In “Infection,” all sixteen players begin as humans on a single team. In a nod to The Thing, one of the humans is mysteriously infected, turns mutant, and begins attacking all the other humans. Every human killed becomes a mutant and turns on the players he once called friends. The game dynamic changes drastically as mutants become more powerful and numerous. Humans begin to hide and fortify positions in order to gain time-based “survival bonuses” while mutants rove in animal-like packs. Being one of the last surviving humans is a harrowing and genuinely suspenseful experience.

But if you’re not online, the multiplayer element is slimmer than an alien Jesus on Atkins. The game only supports a one-on-one Deathmatch without any cooperative options. What good is a Mulder without a Scully? Jeez.

Your character, however, is voiced by David Duchovny, our nation’s finest conspiracy theory actor, bar none. His deadpan lines are decent enough, even if he is riffing on his X-files character. Marilyn Manson and Powers Boothe round out the list of talent. Marilyn strains a bit and Boothe delivers a fine performance for an actor I had to look up on the Internet to remember. It’s an interesting trio, even if Area 51 gives them nothing to work with.

The music is even less inspired. A canned music track swells at appropriate times, but the orchestration is utterly forgettable. The sound effects are pretty standard, except that some ambient noises tend to chime in at the wrong times.

And never in the right place, because interesting, well-developed environments are far and few between. There are some interactive objects – melee a soft-drink dispenser and cans fall out, shoot the cans and they jump across the room – but that hardly counts. Getting free RC cola gets old quick.

But not nearly as quick as the dark, industrial motif. Trash-can fires add a little flair, but after a while you feel less like you’re in a military base and more like you’re taking a walking tour of Detroit’s warehouse districts.
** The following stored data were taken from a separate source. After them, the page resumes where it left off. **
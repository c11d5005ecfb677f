//! Cancellation plumbing shared by clients, readers, and the hub.
//!
//! A [`Canceller`]/[`CancelToken`] pair is built on a crossbeam channel:
//! cancelling drops the sole sender, which disconnects every cloned
//! receiver and wakes any `select!` arm parked on the token. An atomic
//! flag answers polling checks without touching the channel.

use std::sync::atomic::{AtomicBool, Ordering};
use std::sync::{Arc, Mutex};
use std::time::Duration;

use crossbeam_channel::{bounded, Receiver, RecvTimeoutError, Sender};

/// Create a linked canceller/token pair.
#[must_use]
pub fn cancel_pair() -> (Canceller, CancelToken) {
    let (tx, rx) = bounded::<()>(0);
    let flag = Arc::new(AtomicBool::new(false));
    let canceller = Canceller {
        tx: Mutex::new(Some(tx)),
        flag: Arc::clone(&flag),
    };
    let token = CancelToken { rx, flag };
    (canceller, token)
}

/// The cancelling side of a pair. Held by whoever owns the lifecycle.
#[derive(Debug)]
pub struct Canceller {
    tx: Mutex<Option<Sender<()>>>,
    flag: Arc<AtomicBool>,
}

impl Canceller {
    /// Trigger cancellation. Idempotent; never blocks.
    pub fn cancel(&self) {
        self.flag.store(true, Ordering::Release);
        if let Ok(mut guard) = self.tx.lock() {
            // Dropping the sender disconnects all token receivers.
            guard.take();
        }
    }

    /// Whether [`Canceller::cancel`] has been called.
    #[must_use]
    pub fn is_cancelled(&self) -> bool {
        self.flag.load(Ordering::Acquire)
    }
}

impl Drop for Canceller {
    fn drop(&mut self) {
        self.flag.store(true, Ordering::Release);
    }
}

/// The observing side of a pair. Cheap to clone; one clone per loop.
#[derive(Debug, Clone)]
pub struct CancelToken {
    rx: Receiver<()>,
    flag: Arc<AtomicBool>,
}

impl CancelToken {
    /// Non-blocking cancellation check.
    #[must_use]
    pub fn is_cancelled(&self) -> bool {
        self.flag.load(Ordering::Acquire)
    }

    /// The underlying channel, for use in `select!` arms.
    ///
    /// The channel never yields a value; a `recv` completes (with a
    /// disconnect error) only once the pair is cancelled.
    #[must_use]
    pub fn channel(&self) -> &Receiver<()> {
        &self.rx
    }

    /// Block until cancelled or until `timeout` elapses.
    ///
    /// Returns `true` if the token was cancelled within the window. Used by
    /// readers to make their retry backoff interruptible.
    pub fn wait_timeout(&self, timeout: Duration) -> bool {
        if self.is_cancelled() {
            return true;
        }
        match self.rx.recv_timeout(timeout) {
            Ok(()) | Err(RecvTimeoutError::Disconnected) => true,
            Err(RecvTimeoutError::Timeout) => self.is_cancelled(),
        }
    }
}

#[cfg(test)]
mod tests {
    use super::*;
    use std::time::Instant;

    #[test]
    fn cancel_is_observed_and_idempotent() {
        let (canceller, token) = cancel_pair();
        assert!(!token.is_cancelled());

        canceller.cancel();
        canceller.cancel();
        assert!(canceller.is_cancelled());
        assert!(token.is_cancelled());
        assert!(token.wait_timeout(Duration::from_millis(1)));
    }

    #[test]
    fn wait_timeout_unblocks_on_cancel() {
        let (canceller, token) = cancel_pair();
        let handle = std::thread::spawn(move || {
            let start = Instant::now();
            assert!(token.wait_timeout(Duration::from_secs(5)));
            start.elapsed()
        });

        std::thread::sleep(Duration::from_millis(20));
        canceller.cancel();
        let waited = handle.join().unwrap();
        assert!(waited < Duration::from_secs(5));
    }

    #[test]
    fn wait_timeout_expires_when_not_cancelled() {
        let (_canceller, token) = cancel_pair();
        assert!(!token.wait_timeout(Duration::from_millis(10)));
    }

    #[test]
    fn dropping_canceller_cancels_token() {
        let (canceller, token) = cancel_pair();
        drop(canceller);
        assert!(token.is_cancelled());
        assert!(token.wait_timeout(Duration::from_millis(1)));
    }
}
Area 51‘s other graphical dimensions, such as explosions, physics and framerate, all hold up well, although none of these cover up the featureless corridors you’ll routinely find yourself in. The only environment that breaks the mold is a moon-landing sound stage, in which you fight mutants on the forged set of the “historic moon landing.” Eat frag juice, Buzz Aldrin.

Little tongue-and-cheek moments like that make up for a lot of what might otherwise be sheer drudgery. Unlockable secret files are frequently adorned with the stuff of hilarious paranoid fantasy. The good humor of the programmers shines through every so often and definitely enhances the experience.

But the bulk of the game takes itself far too seriously, so we are forced to admit that it falls short of other serious shooters. Despite some decent multiplayer and a few neat features, Area 51 is a much less intriguing game than military facility. We wish it were a little more out of this world.